I do miss my sponsor something fierce. I still rely heavily on the last suggestion he gave me when he saw how I interacted with my partner: He said, "Lynne, save yourself."

In the years since then, I've seen other deaths and other relapses. They've brought me sadness and gratitude and a myriad of other emotions, but none has affected me viscerally like Melissa's death, or my sponsor's relapse.

None, that is, until yesterday when I heard about Gary. Gary chose Melissa's path. It's the fourth pointless death in as many weeks in my little recovery community. I knew Gary, although we weren't close. I had watched him grow in sobriety over the years. I was angry and sad and confused, and again, part of me wanted to join him. Not like before, thank goodness. But it was there.

Ironic, isn't it? Just yesterday I blogged about the jagged beauty of watching someone move through hard times in sobriety, and how I add their experience to my store of faith for when I'm in trouble. But I was in trouble now, and I never gave that store of faith a single thought. To tell you the truth, not much crossed my mind at all. I was just pissed off, and terribly sad.

But I took action by rote. I went to a meeting and shared. I answered my phone when it rang. And I made a phone call of my own. although it probably wasn't the one I really needed to make.

I did the next right thing, and now I have another day.

Gary, you had a smile that could light up Yankee Stadium. I love you, my friend, and I'm going to miss you.

I know only one way to do your life justice. So in your memory, and Melissa's and Kevin's and Tom's and Dowman's, I'm going to save myself.


  1. A sad blog for sad times.

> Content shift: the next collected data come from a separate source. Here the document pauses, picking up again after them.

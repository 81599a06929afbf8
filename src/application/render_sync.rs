// Render sync - fan-out of resolved values to the display consumers
use crate::application::aggregation::active_constraints_at;
use crate::application::dataset::Dataset;
use crate::application::resolver::ValueResolver;
use crate::domain::color::{Color, ColorScale, LegendEntry, NO_DATA_COLOR};
use crate::domain::lmp::{ConstraintEntry, PriceType, ZoneId};
use crate::domain::view::{DataSource, DataStatus, ViewMode, ViewState};
use serde::Serialize;
use std::collections::BTreeSet;
use std::sync::Arc;

pub const SHADOW_PRICE_LABEL: &str = "Shadow Price";
pub const AVERAGE_PRICE_LABEL: &str = "Avg $/MWHr";

pub trait MapLayer: Send + Sync {
    fn set_zone_color(&self, zone: &str, color: Color);
    fn set_zone_border_highlight(&self, zone: &str, highlighted: bool);
}

pub trait Sidebar: Send + Sync {
    fn set_zone_display_value(&self, zone: &str, formatted: &str, color: Color);
}

pub trait ConstraintPanel: Send + Sync {
    fn set_constraint_list(&self, entries: &[ConstraintEntry], unit_label: &str);
}

/// Time display and legend above the map.
pub trait StatusPanel: Send + Sync {
    fn set_time_label(&self, label: &str, status: &DataStatus);
    fn set_legend(&self, legend: &[LegendEntry]);
}

#[derive(Debug, Clone, PartialEq, Serialize)]
pub struct ZoneDisplay {
    pub zone: ZoneId,
    pub value: Option<f64>,
    pub formatted: String,
    pub color: Color,
    pub highlighted: bool,
}

/// Everything the consumers need after one state change.
#[derive(Debug, Clone, PartialEq, Serialize)]
pub struct RenderFrame {
    pub status: DataStatus,
    pub mode: ViewMode,
    pub current_index: usize,
    pub step_count: usize,
    pub playing: bool,
    pub price_type: PriceType,
    pub reference_zone: Option<ZoneId>,
    pub time_label: String,
    pub zones: Vec<ZoneDisplay>,
    pub network: ZoneDisplay,
    pub constraints: Vec<ConstraintEntry>,
    pub constraint_unit: &'static str,
    pub legend: Vec<LegendEntry>,
}

impl RenderFrame {
    pub fn zone(&self, zone: &str) -> Option<&ZoneDisplay> {
        self.zones
            .iter()
            .chain(std::iter::once(&self.network))
            .find(|z| z.zone == zone)
    }
}

pub fn format_price(value: Option<f64>) -> String {
    value.map(|v| format!("${:.2}", v)).unwrap_or_default()
}

fn time_label(status: &DataStatus, view: &ViewState, dataset: Option<&Dataset>) -> String {
    match status {
        DataStatus::Idle => String::new(),
        DataStatus::Loading => "Querying Data...".to_string(),
        DataStatus::NoData => "No Data Found".to_string(),
        DataStatus::Error(_) => "Data Error".to_string(),
        DataStatus::Ready => match view.mode {
            ViewMode::Average => "All Filtered Hours".to_string(),
            ViewMode::Stepped => dataset
                .and_then(|ds| ds.series.get(view.current_index))
                .map(|step| step.timestamp.format("%a, %b %-d | %H:%M").to_string())
                .unwrap_or_default(),
        },
    }
}

/// Resolve and colour every known zone for the current state.
pub fn build_frame(
    status: &DataStatus,
    view: &ViewState,
    dataset: Option<&Dataset>,
    known_zones: &BTreeSet<ZoneId>,
    network_zone: &str,
    playing: bool,
) -> RenderFrame {
    let scale = ColorScale::for_price_type(view.price_type);
    let reference = view.active_reference();
    let resolver = ValueResolver::new(view.price_type, reference);

    let ready = dataset.filter(|_| status.is_ready());
    let step = ready.and_then(|ds| match view.mode {
        ViewMode::Stepped => ds.series.get(view.current_index),
        ViewMode::Average => None,
    });
    let source = ready.and_then(|ds| match view.mode {
        ViewMode::Average => Some(DataSource::Averaged(&ds.averages)),
        ViewMode::Stepped => step.map(DataSource::Stepped),
    });

    let display = |zone: &str, value: Option<f64>| ZoneDisplay {
        zone: zone.to_string(),
        value,
        formatted: format_price(value),
        color: scale.color_for(value),
        highlighted: reference == Some(zone),
    };

    let zones = known_zones
        .iter()
        .map(|zone| display(zone, source.and_then(|s| resolver.resolve(zone, &s))))
        .collect();

    let network_value = source.and_then(|s| {
        resolver.network_aggregate(known_zones.iter().map(String::as_str), &s)
    });

    let (constraints, constraint_unit) = match (ready, view.mode) {
        (Some(ds), ViewMode::Average) => (ds.global_constraints.clone(), AVERAGE_PRICE_LABEL),
        (Some(ds), ViewMode::Stepped) => (
            step.map(|s| active_constraints_at(&ds.constraints, s.timestamp))
                .unwrap_or_default(),
            SHADOW_PRICE_LABEL,
        ),
        (None, ViewMode::Average) => (Vec::new(), AVERAGE_PRICE_LABEL),
        (None, ViewMode::Stepped) => (Vec::new(), SHADOW_PRICE_LABEL),
    };

    RenderFrame {
        status: status.clone(),
        mode: view.mode,
        current_index: view.current_index,
        step_count: dataset.map(|ds| ds.series.len()).unwrap_or(0),
        playing,
        price_type: view.price_type,
        reference_zone: view.reference_zone.clone(),
        time_label: time_label(status, view, dataset),
        zones,
        network: display(network_zone, network_value),
        constraints,
        constraint_unit,
        legend: scale.legend(),
    }
}

/// Pushes frames to the external consumers, synchronously and in order.
#[derive(Clone)]
pub struct RenderSync {
    map: Arc<dyn MapLayer>,
    sidebar: Arc<dyn Sidebar>,
    constraints: Arc<dyn ConstraintPanel>,
    status: Arc<dyn StatusPanel>,
    /// Zones the consumers currently show a value for.
    painted: BTreeSet<ZoneId>,
}

impl RenderSync {
    pub fn new(
        map: Arc<dyn MapLayer>,
        sidebar: Arc<dyn Sidebar>,
        constraints: Arc<dyn ConstraintPanel>,
        status: Arc<dyn StatusPanel>,
    ) -> Self {
        Self {
            map,
            sidebar,
            constraints,
            status,
            painted: BTreeSet::new(),
        }
    }

    /// Zones painted by an earlier frame but absent from this one go back to
    /// the neutral no-data display.
    pub fn publish(&mut self, frame: &RenderFrame) {
        let current: BTreeSet<ZoneId> = frame.zones.iter().map(|z| z.zone.clone()).collect();
        for stale in self.painted.difference(&current) {
            tracing::debug!("Clearing zone {} dropped from the display", stale);
            self.map.set_zone_color(stale, NO_DATA_COLOR);
            self.map.set_zone_border_highlight(stale, false);
            self.sidebar.set_zone_display_value(stale, "", NO_DATA_COLOR);
        }
        self.painted = current;

        for zone in &frame.zones {
            self.map.set_zone_color(&zone.zone, zone.color);
            self.map.set_zone_border_highlight(&zone.zone, zone.highlighted);
            self.sidebar
                .set_zone_display_value(&zone.zone, &zone.formatted, zone.color);
        }
        self.sidebar.set_zone_display_value(
            &frame.network.zone,
            &frame.network.formatted,
            frame.network.color,
        );
        self.constraints
            .set_constraint_list(&frame.constraints, frame.constraint_unit);
        self.status.set_time_label(&frame.time_label, &frame.status);
        self.status.set_legend(&frame.legend);

        tracing::debug!(
            "Rendered {:?} frame {} for {} zones ({})",
            frame.mode,
            frame.current_index,
            frame.zones.len(),
            frame.price_type
        );
    }
}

I'm glad you ended with that final paragraph. I love you and would be lost without you.

  2. I have heard it said that on the road to recovery we have to step over a lot of dead bodies.

    Is suicide a selfish act, as many people say? Leaving others to be traumatized by your death, to clean you up or cut you down? In Gary's case, I can't imagine that was his intention. He just wanted to stop hurting. But I kind of wish he had called 911 as he faded out, so close friends didn't have to find him, hours later.

    Strange, what we think about, and how driven we are by confused emotions at times like this.

  3. I don't know you at all, but I found a link to your blog on Ruthie's blog. My sponsor died this week. Now I've lost three sponsors, but I still have friends in the program and am not alone. Not alone is the trick to this life we are now on.

    The man who 12 stepped me into the program tried to commit suicide. It didn't work and left him brain damaged and stuttering. That didn't stop him from helping others for the next twenty some years of his life. My husband and I were able to be there for him in his last year, and for this I am very grateful.

    I'm glad to meet you.

  4. I feel bad for the ones who take their own lives, or take a drink or drug again, but I save my admiration for those who don't.

  5. This is just an endless conundrum. The 12-steps so indeed to be the only realistic chance to recover from this disease. And equally true is that the program is still not remotely a panacea. Addiction is a tenacious disease that usually wins, statistically speaking. Of course there's depression without addiction, and on top of addiction.
    I had thought that no one could beat crystal meth addicts at rates of relapse and suicide, but it would seem would aren't remotely cornering the market. Perversely, this comforts me.
    I do remind myself that someone else's misery has absolutely no bearing on my happiness. In fact, choosing joy on a daily basis is probably the most effective thing I can do for everybody.

  6. Anonymous8:37 PM

    Wonderfully written, as always. Hugs to you and your friends, Lynne.

  7. You touched me with this one. I've lost a sponsee to suicide and have another who just this afternoon got out of the psych ward. Letting go can be so difficult sometimes.

  8. I just found your blog through Guinevere. Thank you so much for sharing it with all of us. I have a tendency to absorb the emotions of people around me and lately have been struggling to stay afloat in the emotions that are mine - happiness, for the moment.